■ Problem details
Report each line of the data that includes the word "other".

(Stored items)

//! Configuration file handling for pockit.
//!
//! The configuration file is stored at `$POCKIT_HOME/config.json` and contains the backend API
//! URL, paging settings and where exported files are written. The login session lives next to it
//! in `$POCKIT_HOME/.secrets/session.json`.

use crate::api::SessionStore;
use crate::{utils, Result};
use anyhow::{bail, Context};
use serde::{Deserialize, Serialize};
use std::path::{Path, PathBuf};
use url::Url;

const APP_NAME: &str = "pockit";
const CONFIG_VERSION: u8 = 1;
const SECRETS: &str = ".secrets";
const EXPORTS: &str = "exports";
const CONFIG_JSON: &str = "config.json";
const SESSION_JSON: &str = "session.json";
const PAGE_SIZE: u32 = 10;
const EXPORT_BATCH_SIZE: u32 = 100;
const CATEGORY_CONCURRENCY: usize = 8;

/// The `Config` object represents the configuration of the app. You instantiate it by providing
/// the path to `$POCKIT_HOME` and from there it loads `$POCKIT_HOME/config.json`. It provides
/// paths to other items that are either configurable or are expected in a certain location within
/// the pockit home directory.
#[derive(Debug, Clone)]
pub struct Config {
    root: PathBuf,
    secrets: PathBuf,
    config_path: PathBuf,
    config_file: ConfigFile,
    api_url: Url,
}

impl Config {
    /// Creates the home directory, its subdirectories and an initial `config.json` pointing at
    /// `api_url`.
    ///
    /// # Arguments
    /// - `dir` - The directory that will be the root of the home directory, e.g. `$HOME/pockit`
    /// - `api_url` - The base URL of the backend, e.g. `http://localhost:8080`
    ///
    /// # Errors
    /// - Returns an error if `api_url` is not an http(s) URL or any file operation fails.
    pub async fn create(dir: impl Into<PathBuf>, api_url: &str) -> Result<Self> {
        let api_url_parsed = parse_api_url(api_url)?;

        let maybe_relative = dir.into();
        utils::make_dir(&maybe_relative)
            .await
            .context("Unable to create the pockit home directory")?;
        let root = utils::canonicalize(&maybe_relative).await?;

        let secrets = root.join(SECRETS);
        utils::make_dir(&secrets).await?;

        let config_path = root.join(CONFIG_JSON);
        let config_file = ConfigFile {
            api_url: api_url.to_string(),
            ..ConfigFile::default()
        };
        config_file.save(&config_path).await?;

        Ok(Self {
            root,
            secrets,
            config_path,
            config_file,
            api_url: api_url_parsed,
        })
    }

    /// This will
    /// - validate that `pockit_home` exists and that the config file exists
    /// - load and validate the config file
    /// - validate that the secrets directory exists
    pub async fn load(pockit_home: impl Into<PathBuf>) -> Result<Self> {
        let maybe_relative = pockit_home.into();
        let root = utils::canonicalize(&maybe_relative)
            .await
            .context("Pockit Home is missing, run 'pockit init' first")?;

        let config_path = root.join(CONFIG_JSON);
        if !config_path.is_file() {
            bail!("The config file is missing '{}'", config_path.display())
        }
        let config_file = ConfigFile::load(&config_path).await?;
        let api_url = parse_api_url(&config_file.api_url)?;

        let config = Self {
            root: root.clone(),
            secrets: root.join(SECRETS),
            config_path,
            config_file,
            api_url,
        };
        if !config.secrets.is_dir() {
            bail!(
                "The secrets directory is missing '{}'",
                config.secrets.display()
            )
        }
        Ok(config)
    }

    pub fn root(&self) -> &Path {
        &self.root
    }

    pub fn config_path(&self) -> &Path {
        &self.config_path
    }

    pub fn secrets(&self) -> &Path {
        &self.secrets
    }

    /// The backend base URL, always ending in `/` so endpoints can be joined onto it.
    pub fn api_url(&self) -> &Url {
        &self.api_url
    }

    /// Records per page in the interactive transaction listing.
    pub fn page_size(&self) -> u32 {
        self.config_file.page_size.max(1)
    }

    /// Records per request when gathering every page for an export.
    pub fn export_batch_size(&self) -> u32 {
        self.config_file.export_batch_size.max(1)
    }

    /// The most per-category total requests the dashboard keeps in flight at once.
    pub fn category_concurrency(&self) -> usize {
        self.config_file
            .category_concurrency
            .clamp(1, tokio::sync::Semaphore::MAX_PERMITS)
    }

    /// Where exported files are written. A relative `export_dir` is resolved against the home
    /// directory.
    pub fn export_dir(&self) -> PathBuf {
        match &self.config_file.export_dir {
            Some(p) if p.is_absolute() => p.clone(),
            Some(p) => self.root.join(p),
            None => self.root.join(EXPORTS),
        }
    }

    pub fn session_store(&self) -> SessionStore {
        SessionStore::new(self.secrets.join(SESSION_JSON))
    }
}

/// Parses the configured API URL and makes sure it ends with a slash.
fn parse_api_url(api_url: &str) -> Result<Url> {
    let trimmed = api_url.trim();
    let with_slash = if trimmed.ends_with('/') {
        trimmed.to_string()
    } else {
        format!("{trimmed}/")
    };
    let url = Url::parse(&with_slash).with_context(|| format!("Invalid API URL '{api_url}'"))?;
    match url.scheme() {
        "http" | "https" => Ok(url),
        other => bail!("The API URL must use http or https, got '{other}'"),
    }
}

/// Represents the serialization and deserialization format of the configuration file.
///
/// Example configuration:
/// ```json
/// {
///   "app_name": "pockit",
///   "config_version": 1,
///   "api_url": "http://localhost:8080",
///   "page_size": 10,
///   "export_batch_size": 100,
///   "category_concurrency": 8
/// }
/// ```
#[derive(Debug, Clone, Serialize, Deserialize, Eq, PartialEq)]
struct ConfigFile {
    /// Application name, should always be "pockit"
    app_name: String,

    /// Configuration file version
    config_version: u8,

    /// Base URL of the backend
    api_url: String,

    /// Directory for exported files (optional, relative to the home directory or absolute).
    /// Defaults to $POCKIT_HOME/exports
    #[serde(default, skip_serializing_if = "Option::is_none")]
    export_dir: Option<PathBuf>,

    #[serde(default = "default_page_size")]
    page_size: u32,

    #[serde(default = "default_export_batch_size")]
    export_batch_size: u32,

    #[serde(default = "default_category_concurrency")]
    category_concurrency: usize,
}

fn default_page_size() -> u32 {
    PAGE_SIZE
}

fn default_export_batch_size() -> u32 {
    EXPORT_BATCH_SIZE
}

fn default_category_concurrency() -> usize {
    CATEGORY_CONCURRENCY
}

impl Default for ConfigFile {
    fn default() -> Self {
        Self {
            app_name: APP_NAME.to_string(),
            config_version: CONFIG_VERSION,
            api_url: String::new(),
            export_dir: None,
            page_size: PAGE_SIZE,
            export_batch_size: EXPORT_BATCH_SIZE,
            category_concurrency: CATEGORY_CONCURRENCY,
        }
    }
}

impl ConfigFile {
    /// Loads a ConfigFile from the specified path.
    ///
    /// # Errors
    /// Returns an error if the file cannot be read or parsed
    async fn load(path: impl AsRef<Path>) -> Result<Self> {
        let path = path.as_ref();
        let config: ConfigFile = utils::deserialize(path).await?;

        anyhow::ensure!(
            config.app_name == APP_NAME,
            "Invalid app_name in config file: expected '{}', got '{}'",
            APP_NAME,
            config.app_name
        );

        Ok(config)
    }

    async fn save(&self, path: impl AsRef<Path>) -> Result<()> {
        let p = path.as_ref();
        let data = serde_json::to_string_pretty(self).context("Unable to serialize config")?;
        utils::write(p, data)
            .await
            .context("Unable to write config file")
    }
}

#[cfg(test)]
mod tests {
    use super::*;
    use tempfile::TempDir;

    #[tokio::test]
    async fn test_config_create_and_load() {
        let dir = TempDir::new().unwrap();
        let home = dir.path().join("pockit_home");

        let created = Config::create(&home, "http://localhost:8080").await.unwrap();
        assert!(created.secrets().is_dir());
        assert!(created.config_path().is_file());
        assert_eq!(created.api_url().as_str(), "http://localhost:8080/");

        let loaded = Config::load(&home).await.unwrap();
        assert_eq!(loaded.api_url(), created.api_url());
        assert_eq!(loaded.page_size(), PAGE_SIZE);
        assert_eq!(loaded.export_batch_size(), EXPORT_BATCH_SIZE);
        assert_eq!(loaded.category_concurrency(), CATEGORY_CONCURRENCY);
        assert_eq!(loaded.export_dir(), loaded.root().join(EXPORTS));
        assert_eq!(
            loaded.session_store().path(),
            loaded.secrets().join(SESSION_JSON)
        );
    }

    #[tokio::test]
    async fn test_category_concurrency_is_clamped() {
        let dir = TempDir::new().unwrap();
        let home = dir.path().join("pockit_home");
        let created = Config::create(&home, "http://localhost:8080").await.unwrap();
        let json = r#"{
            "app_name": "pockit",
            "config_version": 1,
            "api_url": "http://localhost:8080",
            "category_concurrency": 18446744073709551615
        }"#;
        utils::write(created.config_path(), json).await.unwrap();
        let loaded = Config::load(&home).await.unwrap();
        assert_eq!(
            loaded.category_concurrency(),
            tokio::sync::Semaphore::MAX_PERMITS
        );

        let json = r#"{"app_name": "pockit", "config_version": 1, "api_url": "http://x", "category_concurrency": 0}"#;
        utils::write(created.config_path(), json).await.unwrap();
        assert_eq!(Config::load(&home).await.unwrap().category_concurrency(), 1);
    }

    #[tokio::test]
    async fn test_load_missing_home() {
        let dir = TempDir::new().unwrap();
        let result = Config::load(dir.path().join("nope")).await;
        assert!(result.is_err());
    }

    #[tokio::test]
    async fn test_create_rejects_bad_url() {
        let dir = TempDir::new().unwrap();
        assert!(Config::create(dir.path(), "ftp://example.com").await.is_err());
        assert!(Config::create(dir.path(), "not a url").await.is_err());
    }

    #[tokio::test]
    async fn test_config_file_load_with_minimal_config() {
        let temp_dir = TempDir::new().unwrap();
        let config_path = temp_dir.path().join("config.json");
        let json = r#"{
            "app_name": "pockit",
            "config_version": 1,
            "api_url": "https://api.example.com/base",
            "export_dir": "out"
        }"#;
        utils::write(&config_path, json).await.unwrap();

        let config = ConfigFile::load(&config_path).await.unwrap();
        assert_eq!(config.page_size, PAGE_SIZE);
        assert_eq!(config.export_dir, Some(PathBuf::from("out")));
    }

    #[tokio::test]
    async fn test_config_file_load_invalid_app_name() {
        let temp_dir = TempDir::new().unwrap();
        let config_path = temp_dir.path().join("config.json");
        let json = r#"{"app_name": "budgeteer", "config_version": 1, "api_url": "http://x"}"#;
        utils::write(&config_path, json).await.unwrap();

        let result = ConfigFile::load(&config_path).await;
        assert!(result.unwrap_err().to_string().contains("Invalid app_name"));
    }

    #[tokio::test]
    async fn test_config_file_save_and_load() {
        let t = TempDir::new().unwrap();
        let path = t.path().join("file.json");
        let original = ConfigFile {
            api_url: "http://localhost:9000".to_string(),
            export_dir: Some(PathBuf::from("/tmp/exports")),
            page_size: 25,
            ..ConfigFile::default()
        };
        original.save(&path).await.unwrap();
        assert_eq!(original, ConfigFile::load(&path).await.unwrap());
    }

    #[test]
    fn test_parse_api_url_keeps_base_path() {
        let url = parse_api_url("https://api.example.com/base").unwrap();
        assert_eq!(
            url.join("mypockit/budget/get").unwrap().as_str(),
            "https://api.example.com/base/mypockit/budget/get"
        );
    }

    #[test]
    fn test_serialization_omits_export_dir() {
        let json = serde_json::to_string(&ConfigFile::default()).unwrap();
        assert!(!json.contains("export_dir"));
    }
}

■ Task result
/// paths to other items that are either configurable or are expected in a certain location within
        other => bail!("The API URL must use http or https, got '{other}'"),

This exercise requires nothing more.